Cormier, P, Meylan, C, Agar-Newman, D, Geneau, D, Epp-Stobbe, A, Lenetsky, S, and Klimstra, M. A systematic review and meta-analysis of wearable satellite system technology for linear sprint profiling: technological innovations and practical applications. J Strength Cond Res XX(X): 000–000, 2023—An emerging and promising practice is the use of global navigation satellite system (GNSS) technology to profile team-sports athletes in training and competition. Therefore, the purpose of this narrative systematic review with meta-analysis was to evaluate the literature regarding satellite system sensor usage for sprint modeling and to consolidate the findings to evaluate its validity and reliability. Following the Preferred Reporting Items for Systematic Reviews and Meta-Analyses (PRISMA) guidelines, an electronic search of the databases, PubMed and SPORTDiscus (EBSCO), was conducted. Concurrent validity and reliability studies were considered, and 16 studies were retained for the review from the initial 1,485 studies identified.
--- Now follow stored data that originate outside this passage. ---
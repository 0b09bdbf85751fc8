//! I/O boundary traits for testability
//!
//! Document persistence goes through [`FileSystem`], allowing services to be
//! tested with in-memory implementations.

use std::io;
use std::path::Path;

/// Filesystem abstraction for testability.
pub trait FileSystem: Send + Sync {
    /// Read file contents to string.
    fn read_to_string(&self, path: &Path) -> io::Result<String>;

    /// Write string content to file.
    fn write(&self, path: &Path, content: &str) -> io::Result<()>;

    /// Check if path exists.
    fn exists(&self, path: &Path) -> bool;

    /// Create directory and all parent directories.
    fn create_dir_all(&self, path: &Path) -> io::Result<()>;

    /// Create parent directories if needed.
    fn ensure_parent(&self, path: &Path) -> io::Result<()> {
        match path.parent() {
            Some(parent) if !parent.as_os_str().is_empty() && !self.exists(parent) => {
                self.create_dir_all(parent)
            }
            _ => Ok(()),
        }
    }
}

/// Real filesystem implementation.
#[derive(Debug, Default)]
pub struct RealFileSystem;

impl FileSystem for RealFileSystem {
    fn read_to_string(&self, path: &Path) -> io::Result<String> {
        std::fs::read_to_string(path)
    }

    fn write(&self, path: &Path, content: &str) -> io::Result<()> {
        std::fs::write(path, content)
    }

    fn exists(&self, path: &Path) -> bool {
        path.exists()
    }

    fn create_dir_all(&self, path: &Path) -> io::Result<()> {
        std::fs::create_dir_all(path)
    }
}
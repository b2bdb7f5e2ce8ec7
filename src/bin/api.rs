use agent_relay::agent::BedrockAgentClient;
use agent_relay::core::config::ClientConfig;
use agent_relay::api::handler;
use lambda_runtime::{Error, LambdaEvent, run, service_fn};
use serde_json::Value;

#[tokio::main]
async fn main() -> Result<(), Error> {
    agent_relay::setup_logging();

    // Built once per execution environment and shared by every invocation.
    let agent = BedrockAgentClient::from_config(&ClientConfig::from_env()).await;
    let agent = &agent;

    run(service_fn(move |event: LambdaEvent<Value>| async move {
        handler(agent, event).await
    }))
    .await
}
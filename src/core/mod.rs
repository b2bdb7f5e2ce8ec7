//! Configuration and request models shared by the handler and the agent client

pub mod config;
pub mod models;
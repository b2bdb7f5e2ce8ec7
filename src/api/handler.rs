//! API Lambda handler - relays one prompt to the Bedrock agent.
//!
//! This module handles:
//! - Body extraction and prompt defaulting
//! - A single `InvokeAgent` call on a fresh session
//! - Mapping the assembled completion (or any failure) to a proxy response

use super::{helpers, parsing};
use crate::agent::{AgentRuntime, collect_completion};
use crate::core::config::AgentConfig;
use crate::core::models::{AgentInvocation, InvocationRequest};
use crate::errors::AgentError;
use lambda_runtime::{Error, LambdaEvent};
use serde_json::Value;
use tracing::{error, info};
use uuid::Uuid;

pub use self::function_handler as handler;

/// Lambda handler for the API entrypoint.
///
/// Agent settings are read from the environment on every invocation, so a
/// missing `AGENT_ID` or `AGENT_ALIAS_ID` becomes a 500 response rather than
/// a start-up failure.
///
/// # Errors
///
/// Never returns `Err`; failures are reported as a 500 response payload.
#[tracing::instrument(level = "info", skip(agent, event), fields(request_id = %event.context.request_id))]
pub async fn function_handler<A>(agent: &A, event: LambdaEvent<Value>) -> Result<Value, Error>
where
    A: AgentRuntime + ?Sized,
{
    Ok(handle_invocation(agent, AgentConfig::from_env(), &event.payload).await)
}

/// Runs one request through the agent and builds the proxy response.
pub async fn handle_invocation<A>(
    agent: &A,
    config: Result<AgentConfig, AgentError>,
    payload: &Value,
) -> Value
where
    A: AgentRuntime + ?Sized,
{
    match relay(agent, config, payload).await {
        Ok(completion) => helpers::ok_completion(&completion),
        Err(e) => {
            error!("Error: {}", e);
            helpers::internal_error(&e.to_string())
        }
    }
}

async fn relay<A>(
    agent: &A,
    config: Result<AgentConfig, AgentError>,
    payload: &Value,
) -> Result<String, AgentError>
where
    A: AgentRuntime + ?Sized,
{
    let request = InvocationRequest::parse(parsing::extract_body(payload).as_deref());
    let config = config?;

    let invocation = AgentInvocation {
        agent_id: config.agent_id,
        agent_alias_id: config.agent_alias_id,
        session_id: Uuid::new_v4().to_string(),
        input_text: request.effective_prompt().to_string(),
    };

    info!(
        agent_id = %invocation.agent_id,
        agent_alias_id = %invocation.agent_alias_id,
        session_id = %invocation.session_id,
        "Attempting to invoke agent"
    );

    let completion = agent.invoke_agent(&invocation).await?;
    collect_completion(completion).await
}
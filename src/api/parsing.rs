use base64::Engine;
use base64::engine::general_purpose::STANDARD;
use serde_json::Value;
use tracing::warn;

/// Returns the request body of an API Gateway proxy event as text.
///
/// Handles `isBase64Encoded` bodies. A missing, `null` or undecodable body
/// yields `None`.
#[must_use]
pub fn extract_body(payload: &Value) -> Option<String> {
    let body = payload.get("body").and_then(Value::as_str)?;

    let is_base64 = payload
        .get("isBase64Encoded")
        .and_then(Value::as_bool)
        .unwrap_or(false);
    if !is_base64 {
        return Some(body.to_string());
    }

    let decoded = STANDARD
        .decode(body)
        .map_err(|e| e.to_string())
        .and_then(|bytes| String::from_utf8(bytes).map_err(|e| e.to_string()));

    match decoded {
        Ok(text) => Some(text),
        Err(e) => {
            warn!("Failed to decode base64 body: {}", e);
            None
        }
    }
}

#[cfg(test)]
mod tests {
    use super::*;
    use serde_json::json;

    #[test]
    fn test_extract_plain_body() {
        let payload = json!({ "body": "{\"prompt\":\"Hi\"}" });
        assert_eq!(
            extract_body(&payload).as_deref(),
            Some("{\"prompt\":\"Hi\"}")
        );
    }

    #[test]
    fn test_extract_base64_body() {
        let encoded = STANDARD.encode("{\"prompt\":\"Hi\"}");
        let payload = json!({ "body": encoded, "isBase64Encoded": true });
        assert_eq!(
            extract_body(&payload).as_deref(),
            Some("{\"prompt\":\"Hi\"}")
        );
    }

    #[test]
    fn test_extract_missing_or_null_body() {
        assert_eq!(extract_body(&json!({})), None);
        assert_eq!(extract_body(&json!({ "body": null })), None);
    }

    #[test]
    fn test_extract_invalid_base64_body() {
        let payload = json!({ "body": "not base64!!", "isBase64Encoded": true });
        assert_eq!(extract_body(&payload), None);
    }
}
The effects on outcomes were expressed as standardized mean differences (SMDs, Cohen's d) for each outcome (i.e., maximal sprint speed [MSS], the acceleration constant [τ], maximal theoretical velocity [V
0], relative force [F
0], and relative power [Pmax]). Effect magnitudes represented the SMD between GNSS-derived and criterion-derived (i.e., radar and laser) and resulted in the following estimates: small for MSS (d = 0.22, 95% CI 0.01 to 0.42), τ (d = −0.18, 95% CI −0.60 to 0.23), V
0 (d = 0.14, 95% CI −0.08 to 0.36), relative F
0 (d = 0.15, 95% CI −0.25 to 0.55), and relative Pmax (d = 0.21, 95% CI −0.16 to 0.58). No publication bias was identified in meta-analyzed studies and moderator analysis revealed that several factors (sampling rate and sensor manufacturer) influenced the results. Heterogeneity between studies was considered moderate to high. This highlighted the differences between studies in sensor technology differences (i.e., sampling rate, sensor fusion, and satellite network acquisition), processing techniques, criterion technology used, sprint protocols, outcome reporting, and athlete characteristics. These findings may be useful in guiding improvements in sprint modeling using GNSS technology and enable more direct comparisons in future research. Implementation of all-out linear sprint efforts with GNSS technology can be integrated into sport-specific sessions for sprint modeling when robust and consistent data processing protocols are performed, which has important implications for fatigue monitoring, program design, systematic testing, and rehabilitation in individual and team sports.